The Report states that money market funds’ vulnerability to runs stems, in large part, from their stable $1.00 share value. Money market funds value their shares by using the amortized cost method to value their assets and rounding to the nearest penny on a $1.00 share. Under the amortized cost method, assets are valued based on acquisition cost, with no adjustment for factors that might be expected to affect share value, such as changes in creditworthiness of the issuer, changes in prevailing interest rates and reductions in liquidity in the market for the asset. The money market fund must calculate periodically the “shadow price” or market value per share. If shares have a market value of less than $0.995, the shares will no longer be valued based on amortized cost value but will “break the dollar” and be valued based on market values.
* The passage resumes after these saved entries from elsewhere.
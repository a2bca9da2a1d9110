//! The built-in front-ends.

#[cfg(feature = "ar")]
mod ar;
#[cfg(feature = "elf64")]
mod elf64;

#[cfg(feature = "ar")]
pub use ar::ArFrontend;
#[cfg(feature = "elf64")]
pub use elf64::Elf64Frontend;
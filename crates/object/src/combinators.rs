pub use nom::{
    bytes::complete::{tag, take},
    error::{ErrorKind, ParseError},
    sequence::tuple,
    Err,
};

use crate::{Input, Result};

/// Consume `count` bytes without producing a value.
///
/// The fixed-size records this crate parses are full of fields a
/// static linker has no use for (padding, timestamps, file modes);
/// `skip` steps over them inside a `tuple` without inventing a
/// binding for bytes nobody reads.
pub fn skip<'a, E>(count: usize) -> impl Fn(Input<'a>) -> Result<'a, (), E>
where
    E: ParseError<Input<'a>>,
{
    move |input: Input<'a>| {
        if input.len() < count {
            return Err(Err::Error(E::from_error_kind(input, ErrorKind::Eof)));
        }

        Ok((&input[count..], ()))
    }
}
Critics of amortized cost valuation assert that the amortized cost value hides the true share value. Under this view, savvy shareholders (generally institutional investors, the Report states) have an opportunity to redeem shares for $1.00 when the shares are worth slightly less than $1.00, further diluting remaining shares. Accordingly, early redeemers have an advantage if shares are headed toward breaking the dollar. Proponents of the floating NAV argue that it will reduce the tendency of money market funds to experience large redemptions during periods of financial distress.5

The FRBNY staff believes that the MBR could mitigate systemic risks of money market funds by protecting shareholders, such as retail investors, who do not redeem quickly from distressed money market funds. The MBR limits the ability of redeeming investors to benefit by imposing risks, costs and losses on nonredeeming shareholders and instead ensures that risks, costs and losses are spread among redeeming shareholders.

Click here for further detail on the MBR, a summary of new ideas that appear in the Report and the Report’s response to arguments against holdback arrangements.

* * *

The Report is unlikely to be the last word on money market fund reform. We look forward to keeping you informed as the landscape evolves.


1 “The Minimum Balance at Risk: A Proposal to Mitigate Systemic Risks Posed by Money Market Funds,” posted on the New York Federal Reserve Bank website on July 19, 2012. The report is authored by FRBNY personnel Patrick E. McCabe, Marco Cipriani, Michael Holscher and Antoine Martin.

2 There are 10 voting members of the FSOC: the secretary of the U.S. Treasury Department (who serves as chair of FSOC), chair of the Federal Reserve Board of Governors, Comptroller of the Currency, director of the Bureau of Consumer Financial Protection, chair of the SEC, chair of the FDIC, chair of the Commodity Futures Trading Commission, director of the Federal Housing Finance Agency, chair of the National Credit Union Administration Board and a presidential appointee.

3 Threshold criteria for designation as a SIFI include such factors as a threshold of at least $3.5 billion in derivatives liabilities; service as a reference entity for at least $30 billion in credit default swaps; threshold of at least $20 billion of outstanding debt; threshold leverage ratio of assets to total equity of at least 15 to 1; and threshold ratio of debt maturing in less than 12 months to assets of at least 10 percent. See FSOC’s Notice of Proposed Rulemaking dated Oct. 11, 2011.

4 “Operational Impacts of Proposed Redemption Restrictions on Money Market Funds,” report filed by the ICI with the SEC on June 20, 2012.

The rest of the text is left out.